APTOPIX Haiti Disease Outbreak

Epidemie od zarania stanowiły zmorę ludzkości. Dżuma, tyfus, grypa czy ostatnia plaga jaką jest AIDS w sposób wyjątkowo okrutny dziesiątkowały populację świata. Jednak po pokonaniu konkretnej zarazy w sposób naturalny bądź farmakologiczny raczej nie zdarzał się (poza grypą, w przypadku której powstawały nowe odmiany) powrót konkretnej zakaźnej choroby. Niestety teraz odrodził się epidemiologiczny kataklizm XIX wieku. W tamtym stuleciu cholera zabiła aż 40 mln ludzi. Teraz wybuchła na Haiti, a liczba śmiertelnych ofiar rośnie z dnia na dzień. W ciągu miesiąca zmarło tam na cholerę ponad 1.000 osób. Zdesperowana ludność tego ostatnio wyjątkowo pechowego kraju karaibskiego (w wyniku trzęsienia ziemi z 12 stycznia br. zginęło około 300 tysięcy osób) buntuje się i na Haiti dochodzi do zamieszek. Spokoju pilnują żołnierze ONZ, niemniej to właśnie im przypisuje się winę za sprowadzenie do tego jednego z najbiedniejszych zakątków świata epidemii. Sytuacja zdaje się wymykać spod kontroli.
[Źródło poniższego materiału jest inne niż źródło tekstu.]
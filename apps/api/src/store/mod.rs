//! Data-access capability for the fleet dashboard.
//!
//! Every core operation receives a `&dyn FleetStore` instead of reaching for a
//! shared client. `AppState` carries an `Arc<dyn FleetStore>`, chosen at
//! startup via `STORE_BACKEND`:
//! - `PgFleetStore`: Postgres through sqlx
//! - `MemoryFleetStore`: process-local maps, used by tests and local demos

use async_trait::async_trait;
use chrono::NaiveDate;
use thiserror::Error;
use uuid::Uuid;

use crate::models::calendar::DateRange;
use crate::models::observation::DailyObservation;
use crate::models::status::{StatusRecord, VehicleStatus};
use crate::models::vehicle::{Vehicle, VehicleCategory};
use crate::models::UnknownLabel;

pub mod memory;
pub mod postgres;

pub use memory::MemoryFleetStore;
pub use postgres::PgFleetStore;

#[derive(Debug, Error)]
pub enum StoreError {
    #[error("database error: {0}")]
    Database(#[from] sqlx::Error),

    #[error("constraint violation: {0}")]
    Constraint(String),

    #[error("corrupt row: {0}")]
    Corrupt(String),
}

impl From<UnknownLabel> for StoreError {
    fn from(err: UnknownLabel) -> Self {
        StoreError::Corrupt(err.to_string())
    }
}

#[derive(Debug, Clone)]
pub struct NewVehicle {
    pub name: String,
    pub category: VehicleCategory,
    pub driver: Option<String>,
    pub created_by: Uuid,
}

/// Full replacement of a vehicle's mutable attributes.
#[derive(Debug, Clone)]
pub struct VehicleChanges {
    pub name: String,
    pub category: VehicleCategory,
    pub driver: Option<String>,
}

/// A status write keyed on (vehicle_id, date).
#[derive(Debug, Clone, PartialEq)]
pub struct NewStatus {
    pub vehicle_id: Uuid,
    pub date: NaiveDate,
    pub status: VehicleStatus,
    pub observations: Option<String>,
    pub driver: Option<String>,
    pub created_by: Uuid,
}

#[async_trait]
pub trait FleetStore: Send + Sync {
    /// Short backend name for logs and the health endpoint.
    fn backend(&self) -> &'static str;

    /// All vehicles, ordered by name ascending, ties broken by id.
    ///
    /// Names compare by code point (Postgres `COLLATE "C"`), so every backend
    /// yields the same order regardless of the database locale.
    async fn list_vehicles(&self) -> Result<Vec<Vehicle>, StoreError>;

    async fn get_vehicle(&self, id: Uuid) -> Result<Option<Vehicle>, StoreError>;

    async fn insert_vehicle(&self, vehicle: NewVehicle) -> Result<Vehicle, StoreError>;

    /// Returns `None` when no vehicle has that id.
    async fn update_vehicle(
        &self,
        id: Uuid,
        changes: VehicleChanges,
    ) -> Result<Option<Vehicle>, StoreError>;

    /// Hard delete; the vehicle's status rows go with it. Returns whether a row existed.
    async fn delete_vehicle(&self, id: Uuid) -> Result<bool, StoreError>;

    /// Status records whose date falls in `range`, ascending by date.
    async fn list_statuses(&self, range: DateRange) -> Result<Vec<StatusRecord>, StoreError>;

    async fn get_status(
        &self,
        vehicle_id: Uuid,
        date: NaiveDate,
    ) -> Result<Option<StatusRecord>, StoreError>;

    /// Insert-or-update on (vehicle_id, date). The record id survives updates.
    async fn upsert_status(&self, status: NewStatus) -> Result<StatusRecord, StoreError>;

    /// Removes every status record for `date`, returning how many went.
    async fn delete_statuses(&self, date: NaiveDate) -> Result<u64, StoreError>;

    /// Atomically replaces all records of `date` with `rows`.
    /// Either the whole replacement lands or `date` is left as it was.
    async fn replace_statuses(
        &self,
        date: NaiveDate,
        rows: Vec<NewStatus>,
    ) -> Result<Vec<StatusRecord>, StoreError>;

    async fn get_observation(&self, date: NaiveDate)
        -> Result<Option<DailyObservation>, StoreError>;

    /// Insert-or-update on date.
    async fn upsert_observation(
        &self,
        date: NaiveDate,
        content: String,
        created_by: Uuid,
    ) -> Result<DailyObservation, StoreError>;

    /// Most recent observations first.
    async fn recent_observations(&self, limit: usize)
        -> Result<Vec<DailyObservation>, StoreError>;
}
use std::sync::Arc;

use crate::config::Config;
use crate::store::FleetStore;

/// Shared application state injected into all route handlers via Axum extractors.
#[derive(Clone)]
pub struct AppState {
    /// Data-access capability. Postgres in production, in-memory for tests and demos.
    pub store: Arc<dyn FleetStore>,
    pub config: Config,
}

impl AppState {
    pub fn new(store: Arc<dyn FleetStore>, config: Config) -> Self {
        Self { store, config }
    }
}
Bilans ofiar śmiertelnych szalejącej od połowy października epidemii cholery na Haiti przekroczył tysiąc osób. Jak podało haitańskie ministerstwo zdrowia, do tej pory zmarły 1.034 osoby.

Ministerstwo poinformowało, że do szpitali przyjęto 16.799 osób. W stolicy kraju Port-au-Prince było 38 zgonów.

Najszybciej choroba rozprzestrzenia się w slumsach, gdzie – zwłaszcza po styczniowym trzęsieniu ziemi – warunki sanitarne są katastrofalne; brakuje tam toalet i czystej wody. Od dziesięcioleci na Haiti nie było cholery, dlatego też ludzie nie wiedzą, jak się przed nią bronić.

– Obawiamy się, że wkrótce w tym kraju zachoruje na cholerę 200 tysięcy ludzi, a może nawet więcej – powiedział w Nowym Jorku Nigel Fisher, koordynator ONZ ds. pomocy dla Haiti, najbiedniejszego kraju obydwu Ameryk.

Wczoraj w dwóch miastach – Hinche i Cap Haitien – miejscowa ludność zaatakowała kamieniami żołnierzy misji stabilizacyjnej ONZ. Doszło do gwałtownych starć tysięcy demonstrantów z policją i oddziałami ONZ. Dwie osoby zginęły, a co najmniej 12 zostało rannych. Wcześniej protestujący oskarżali żołnierzy ONZ z Nepalu o sprowadzenie cholery na Haiti i żądali ich wyjazdu. Własnemu rządowi zarzucali bezczynność w walce z epidemią.